Un ministre au-dessus des lois
Le ministre de la Défense, Jean Michel Moïse, haïtiano-américain identifié sous le NIF : 003-943-323-3, est soupçonné d’avoir transformé son ministère en machine à cash.
Plusieurs organisations de défense des droits humains ont déjà porté plainte auprès de l’Unité de Lutte Contre la Corruption (ULCC) pour corruption, détournement de fonds publics et abus de biens sociaux.
Le 19 août dernier, un incident a tout révélé : Madame Délinx Joseph, épouse du comptable du ministère, a été arrêtée à l’aéroport Guy Malary avec une valise remplie de billets en dollars et en gourdes.
Selon des sources policières, elle tentait de rejoindre le Cap-Haïtien. Depuis, des émissaires du ministre auraient tenté de soudoyer les enquêteurs de la DCPJ, mais sans succès.
Pourtant, aucune suite judiciaire n’a été donnée par l’ULCC, qui semble temporiser, malgré des preuves matérielles accablantes.
Des dépenses extravagantes pour un ministère à genoux
Entre décembre 2024 et juillet 2025, le ministère de la Défense a ordonné des paiements d’un montant total de 3 208 367 666,25 gourdes — plus de 20 millions de dollars américains — pour des dépenses souvent incohérentes ou totalement fictives.

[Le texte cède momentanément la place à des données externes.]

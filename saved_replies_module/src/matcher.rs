use std::cmp::Ordering;

use crate::fuzzy::{FuzzyOptions, FuzzySearcher};

/// Anything that can be looked up by name.
pub trait MatchCandidate {
    fn id(&self) -> &str;
    fn name(&self) -> &str;
}

#[derive(Debug)]
pub struct MatchResult<'a, T> {
    pub item: &'a T,
    /// Position of `item` in the candidate slice.
    pub index: usize,
    pub score: f64,
}

/// Rank `candidates` by how well their names match `search_term`.
///
/// Results are ordered best first; equal scores keep input order. Only
/// results whose final score is within the threshold are returned. A blank
/// search term matches nothing.
pub fn fuzzy_search_by_name<'a, T: MatchCandidate>(
    candidates: &'a [T],
    search_term: &str,
) -> Vec<MatchResult<'a, T>> {
    fuzzy_search_with_options(candidates, search_term, &FuzzyOptions::default())
}

pub fn fuzzy_search_with_options<'a, T: MatchCandidate>(
    candidates: &'a [T],
    search_term: &str,
    options: &FuzzyOptions,
) -> Vec<MatchResult<'a, T>> {
    if search_term.trim().is_empty() {
        return Vec::new();
    }

    let searcher = FuzzySearcher::new(search_term, options.clone());
    let mut results: Vec<MatchResult<'a, T>> = candidates
        .iter()
        .enumerate()
        .filter_map(|(index, item)| {
            let name = item.name();
            if name.trim().is_empty() {
                return None;
            }
            let hit = searcher.search_in(name);
            if !hit.is_match {
                return None;
            }
            let score = searcher.weighted_score(hit.score, name);
            (score <= options.threshold).then_some(MatchResult { item, index, score })
        })
        .collect();

    results.sort_by(|a, b| {
        a.score
            .partial_cmp(&b.score)
            .unwrap_or(Ordering::Equal)
            .then(a.index.cmp(&b.index))
    });
    results
}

📊 Tableau récapitulatif des principaux paiements
Entreprise
Objet du paiement
Montant (HTG)
Observation
Blindhasa
4 véhicules blindés
443 517 708,10
Montant exorbitant
Blinde International
7 blindés de combat
447 414 545,40
Près de 900 millions HTG pour 11 blindés
Caribbean Products & Services
Produits alimentaires secs et réfrigérés
280 523 262,70
Livraison non confirmée
Sunauto S.A.
10 Chevrolet Colorado LTZ
101 920 000
Véhicules non visibles sur le terrain
Compagnie Haïtienne de Moteurs
Toyota Land Cruiser blindé
20 597 818,18
Usage inconnu
Les Entreprises CEH S.A.
257 000 gallons d’essence
159 340 000
Livraison introuvable
IRIS Distributions
500 lainages pour soldats
70 465 547,25
Marchandises non livrées
Gloria Catering
Buffet pour mission en Martinique
1 950 000
16 666 gourdes par militaire
Skycar Rent-a-Car
Location de véhicules
2 110 544,10
Loués pour des amis –
C3 Group S.A.
200 livres de Mathias Pierre
1 000 000
Prix gonflé de 40%
Christ Auto Repair
Achat d’outils mécaniques
3 858 176,05
Aucun garage FAD’H recensé
Initiatives pour le Développement de Bombardopolis
Subvention
3 500 000
Organisation dans la proche du ministre
Ministère de la Défense (Service d’intelligence)
Fonds spéciaux
75 000 000
Aucun service d’intelligence existant
Un réseau bien huilé
Selon un militaire haut placé,
« Il n’existe aucun service d’intelligence au sein de la FAD’H. L’argent prévu pour cela est partagé : 50 % pour les amis du ministre, 50 % pour lui-même. »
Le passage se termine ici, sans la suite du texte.